_What to do_. Using the listing below, print exactly everything from the line with "assert_eq!(c.sy, 0.0);" down to the line with "assert!(resolve_crop(10.0, 10.0, f64::NAN, 10.0).is_err());", both included, and nothing more.

_Provided information_.
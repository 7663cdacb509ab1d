use proptest::prelude::*;

use super::*;

#[test]
fn wide_image_is_trimmed_horizontally() {
    let c = resolve_crop(1000.0, 500.0, 270.0, 480.0).unwrap();
    assert_eq!(c.sw, 281.25);
    assert_eq!(c.sx, 359.375);
    assert_eq!(c.sy, 0.0);
    assert_eq!(c.sh, 500.0);
}

#[test]
fn tall_image_is_trimmed_vertically() {
    let c = resolve_crop(500.0, 2000.0, 280.0, 520.0).unwrap();
    assert_eq!(c.sx, 0.0);
    assert_eq!(c.sw, 500.0);
    let expected_sh = 500.0 / (280.0 / 520.0);
    assert!((c.sh - expected_sh).abs() < 1e-9);
    assert!((c.sy - (2000.0 - expected_sh) / 2.0).abs() < 1e-9);
}

#[test]
fn equal_ratio_selects_full_image() {
    let c = resolve_crop(540.0, 960.0, 270.0, 480.0).unwrap();
    assert!(c.is_full(540.0, 960.0));
}

#[test]
fn crop_window_rect_spans_window() {
    let r = resolve_crop(1000.0, 500.0, 270.0, 480.0).unwrap().to_rect();
    assert_eq!(r.x0, 359.375);
    assert_eq!(r.x1, 359.375 + 281.25);
    assert_eq!(r.y1, 500.0);
}

#[test]
fn non_positive_or_non_finite_inputs_are_rejected() {
    assert!(resolve_crop(0.0, 10.0, 10.0, 10.0).is_err());
    assert!(resolve_crop(10.0, -1.0, 10.0, 10.0).is_err());
    assert!(resolve_crop(10.0, 10.0, f64::NAN, 10.0).is_err());
    assert!(resolve_crop(10.0, 10.0, 10.0, f64::INFINITY).is_err());
}

proptest! {
    #[test]
    fn crop_stays_in_bounds_and_matches_box_ratio(
        img_w in 1u32..8192,
        img_h in 1u32..8192,
        box_w in 1u32..4096,
        box_h in 1u32..4096,
    ) {
        let (iw, ih, bw, bh) = (
            f64::from(img_w),
            f64::from(img_h),
            f64::from(box_w),
            f64::from(box_h),
        );
        let c = resolve_crop(iw, ih, bw, bh).unwrap();
        let eps = 1e-9 * iw.max(ih);

        prop_assert!(c.sx >= 0.0);
        prop_assert!(c.sy >= 0.0);
        prop_assert!(c.sw > 0.0 && c.sh > 0.0);
        prop_assert!(c.sx + c.sw <= iw + eps);
        prop_assert!(c.sy + c.sh <= ih + eps);

        let got = c.sw / c.sh;
        let want = bw / bh;
        prop_assert!(((got - want) / want).abs() < 1e-9, "ratio {got} vs {want}");
    }

    #[test]
    fn crop_is_centered(
        img_w in 1u32..8192,
        img_h in 1u32..8192,
        box_w in 1u32..4096,
        box_h in 1u32..4096,
    ) {
        let (iw, ih) = (f64::from(img_w), f64::from(img_h));
        let c = resolve_crop(iw, ih, f64::from(box_w), f64::from(box_h)).unwrap();
        let left = c.sx;
        let right = iw - (c.sx + c.sw);
        let top = c.sy;
        let bottom = ih - (c.sy + c.sh);
        prop_assert!((left - right).abs() < 1e-6 * iw);
        prop_assert!((top - bottom).abs() < 1e-6 * ih);
    }
}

_Output of the exercise_.
    assert_eq!(c.sy, 0.0);
    assert_eq!(c.sh, 500.0);
}

#[test]
fn tall_image_is_trimmed_vertically() {
    let c = resolve_crop(500.0, 2000.0, 280.0, 520.0).unwrap();
    assert_eq!(c.sx, 0.0);
    assert_eq!(c.sw, 500.0);
    let expected_sh = 500.0 / (280.0 / 520.0);
    assert!((c.sh - expected_sh).abs() < 1e-9);
    assert!((c.sy - (2000.0 - expected_sh) / 2.0).abs() < 1e-9);
}

#[test]
fn equal_ratio_selects_full_image() {
    let c = resolve_crop(540.0, 960.0, 270.0, 480.0).unwrap();
    assert!(c.is_full(540.0, 960.0));
}

#[test]
fn crop_window_rect_spans_window() {
    let r = resolve_crop(1000.0, 500.0, 270.0, 480.0).unwrap().to_rect();
    assert_eq!(r.x0, 359.375);
    assert_eq!(r.x1, 359.375 + 281.25);
    assert_eq!(r.y1, 500.0);
}

#[test]
fn non_positive_or_non_finite_inputs_are_rejected() {
    assert!(resolve_crop(0.0, 10.0, 10.0, 10.0).is_err());
    assert!(resolve_crop(10.0, -1.0, 10.0, 10.0).is_err());
    assert!(resolve_crop(10.0, 10.0, f64::NAN, 10.0).is_err());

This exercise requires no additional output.